Slap. Will probably do at least one con, but not one of those two.

Next poster thinks cons are a great place to market their book(s).


----------



## Devor

N'ehh, maybe it would help if your online sales are just that bad.  But I wouldn't expect your sales to cover the cost of the convention.  So light slap?

The next poster has broken something by throwing it against the wall.


----------



## Legendary Sidekick

Save. I broke a wall. I'm thinking of the wall I broke with a sidekick, but I normally used a hammer. I've done enough demolition work that I'm sure I threw some things at walls and smashed them to pieces.

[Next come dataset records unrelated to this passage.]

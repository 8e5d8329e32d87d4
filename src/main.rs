//! sponsorpay - Creator Sponsorship Backend API
//!
//! Backend for a platform connecting content creators to sponsor campaigns:
//! creators submit content, administrators review it, approvals issue
//! payouts, and creators withdraw settled balance to mobile money.

use std::net::SocketAddr;

use axum::{middleware, Router};
use sqlx::postgres::PgPoolOptions;
use sqlx::PgPool;
use tower_http::trace::TraceLayer;
use tracing_subscriber::{layer::SubscriberExt, util::SubscriberInitExt};

use sponsorpay::{api, db, Config};

/// Initialize tracing/logging
fn init_tracing() {
    tracing_subscriber::registry()
        .with(
            tracing_subscriber::EnvFilter::try_from_default_env()
                .unwrap_or_else(|_| "sponsorpay=debug,tower_http=debug".into()),
        )
        .with(tracing_subscriber::fmt::layer())
        .init();
}

/// Build the application router
fn build_router(pool: PgPool) -> Router {
    let api_router = api::create_router();

    // Axum layers are applied in reverse order (last added = first executed)
    // Order: logging -> principal resolution -> handler
    let protected_routes = api_router
        .layer(middleware::from_fn_with_state(
            pool.clone(),
            api::middleware::principal_middleware,
        ))
        .layer(middleware::from_fn(
            api::middleware::logging_middleware,
        ));

    Router::new()
        // Health check (no principal required)
        .route("/health", axum::routing::get(health_check))
        // Protected API routes
        .nest("/api/v1", protected_routes)
        .layer(TraceLayer::new_for_http())
        .with_state(pool)
}

/// Health check endpoint
async fn health_check() -> &'static str {
    "OK"
}

#[tokio::main]
async fn main() -> anyhow::Result<()> {
    // Load environment variables
    dotenvy::dotenv().ok();

    init_tracing();

    let config = Config::from_env()?;
    let addr: SocketAddr = format!("{}:{}", config.host, config.port).parse()?;

    tracing::info!("Starting sponsorpay server");
    tracing::info!("Connecting to database...");

    let pool = PgPoolOptions::new()
        .max_connections(config.database_max_connections)
        .connect(&config.database_url)
        .await?;

    db::verify_connection(&pool).await?;
    if !db::check_schema(&pool).await? {
        tracing::error!("Database schema is not complete. Please run migrations.");
        return Err(anyhow::anyhow!("Database schema incomplete"));
    }

    tracing::info!("Database connected successfully");
    tracing::info!("Listening on http://{}", addr);

    let app = build_router(pool.clone());

    let listener = tokio::net::TcpListener::bind(addr).await?;

    axum::serve(listener, app)
        .with_graceful_shutdown(shutdown_signal())
        .await?;

    tracing::info!("Server shutting down...");
    pool.close().await;
    tracing::info!("Database connections closed. Goodbye!");

    Ok(())
}

/// Shutdown signal handler for graceful shutdown
async fn shutdown_signal() {
    let ctrl_c = async {
        tokio::signal::ctrl_c()
            .await
            .expect("Failed to install Ctrl+C handler");
    };

    #[cfg(unix)]
    let terminate = async {
        tokio::signal::unix::signal(tokio::signal::unix::SignalKind::terminate())
            .expect("Failed to install signal handler")
            .recv()
            .await;
    };

    #[cfg(not(unix))]
    let terminate = std::future::pending::<()>();

    tokio::select! {
        _ = ctrl_c => {
            tracing::info!("Received Ctrl+C, initiating graceful shutdown...");
        },
        _ = terminate => {
            tracing::info!("Received SIGTERM, initiating graceful shutdown...");
        },
    }
}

The next poster agrees with at least one of the following:
1) The guy from Office Space had the right idea quitting his white collar job and joining a demolition crew.
2) He shouldn't have checked out that chick on channel nine.


----------



## GeekDavid

Not sure, not much of a movie buff. 

Next person would rather read the book than watch the movie "based on" the book.


----------



## Ireth

Save.

Next person occasionally (or more than occasionally) misses meals due to being caught up in writing or other creative projects.


----------



## Legendary Sidekick

Slap it. If I do, my wife will slap me.

The next poster is *you*.


----------



## Philip Overby

Slap it. I'm not Starman or Kin Korn Karn. The Amazon, maybe. (OK, no one is going to get that.)

The next poster has written horror before.


----------



## Legendary Sidekick

Save it… though my horror, written in 8th grade, deserves to be slapped.

(Also… I'm the Giant Panther. IRON CLAWWWWWWWWW!!!!)

The next poster has played _Secret of Mana_ several times with friends.


----------



## Philip Overby

Save it. Yes, and I always had to play the Sprite. So I would sit there for hours saying "When can I play guys?"

The next poster hasn't worked on any fiction in two days.


----------



## Ireth

Slap. I'm working on a short story right now, which I started two days ago. ^^

The next poster is dreading having to kill off one of their characters.


----------



## teacup

Slap it. I can't wait.










The next poster's favorite character of their story isn't the main character.


----------



## GeekDavid

Save. It's the thief I created to help get over some hurdles, and kept around cause I like him so much. One of my readers said he visualized the thief as Pierce Brosnan. 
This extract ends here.